Will Symantec reach multi-year highs?

Symantec has been parked at long-term resistance, and now the bulls are looking for a breakout.

optionMONSTER's tracking systems detected the purchase of 8,350 April 25 calls on Friday in volume that was 14 times higher than the strike's previous open interest of just 600 contracts, clearly showing that this is fresh buying. Most of those options were priced for $0.17 to $0.21.

Long calls lock in the price where investors can buy shares, so they have the potential to generate significant leverage in the event of a rally. But they will expire worthless if the stock doesn't move or declines.

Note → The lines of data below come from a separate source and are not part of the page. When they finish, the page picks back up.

//! Shared core for fleetrun.
//!
//! Drives an externally built host agent across a fleet of machines over ssh
//! and tears down every resource a test run creates in dependency order.
//!
//! Layering, leaf first:
//! - [`topology`]: numeric host ids to addresses
//! - [`transport`]: local process runner and ssh command lines
//! - [`poller`]: reachability, shell and agent readiness probes
//! - [`exec`]: single-hop and relayed remote execution
//! - [`agent`]: the agent's `bridge once` command surface
//! - [`tracker`]: create-and-track wrappers with ordered cleanup
//! - [`orchestrator`]: fleet-wide composition

pub mod agent;
pub mod config;
pub mod errors;
pub mod exec;
pub mod logging;
pub mod orchestrator;
pub mod poller;
pub mod testing;
pub mod topology;
pub mod tracker;
pub mod transport;
pub mod util;

pub use agent::{AgentCall, AgentClient, AgentFunction, AgentInvocation, AgentOutcome};
pub use config::{EnvError, EnvParser, FleetConfig};
pub use errors::{
    ConfigError, ExecError, FleetNotReady, HostFailure, LoggingError, OrchestratorError,
    StackError, TopologyError,
};
pub use exec::{ExecConfig, ExecResult, RemoteExecutor};
pub use logging::{LogConfig, LogFormat, LogGuards, init_logging};
pub use orchestrator::{AgentDeployer, FleetOrchestrator, NoDeploy, OrchestratorSettings};
pub use poller::{HostStatus, PollerConfig, ReadinessCheck, ReadinessPoller};
pub use topology::{FleetTopology, HostRole};
pub use tracker::{
    CleanupReport, ResourceKind, ResourceNames, ResourceTracker, StorageStack, TrackedResource,
};
pub use transport::{ProcessRunner, RunOutcome, ShellRunner, SshOptions, TIMEOUT_EXIT_CODE};
pub use util::mask_sensitive_command;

The strategy seems to make sense in the case of SYMC, which has been sitting at $22 for the last week. That level marks a top for the security-software stock in September 2008, so traders may believe that it will face strong overhead resistance there.

Owing calls limits risk to a tiny fraction of the share price, giving them a taste of the profits if the stock explodes higher while limiting the pain if it drops. (See our Education section for more on why options should be a key element in every investor's toolkit.)

SYMC fell 0.62 percent to $22.53 on Friday but is up more than 27 percent in the last six months. That's more than 20 times the performance of the technology-laded Nasdaq 100 index over the same period.

Total option volume was almost triple the daily average, with calls outnumbering puts by a bullish 15-to-1 ratio.

(A version of this post appeared on InsideOptions Pro on Friday.)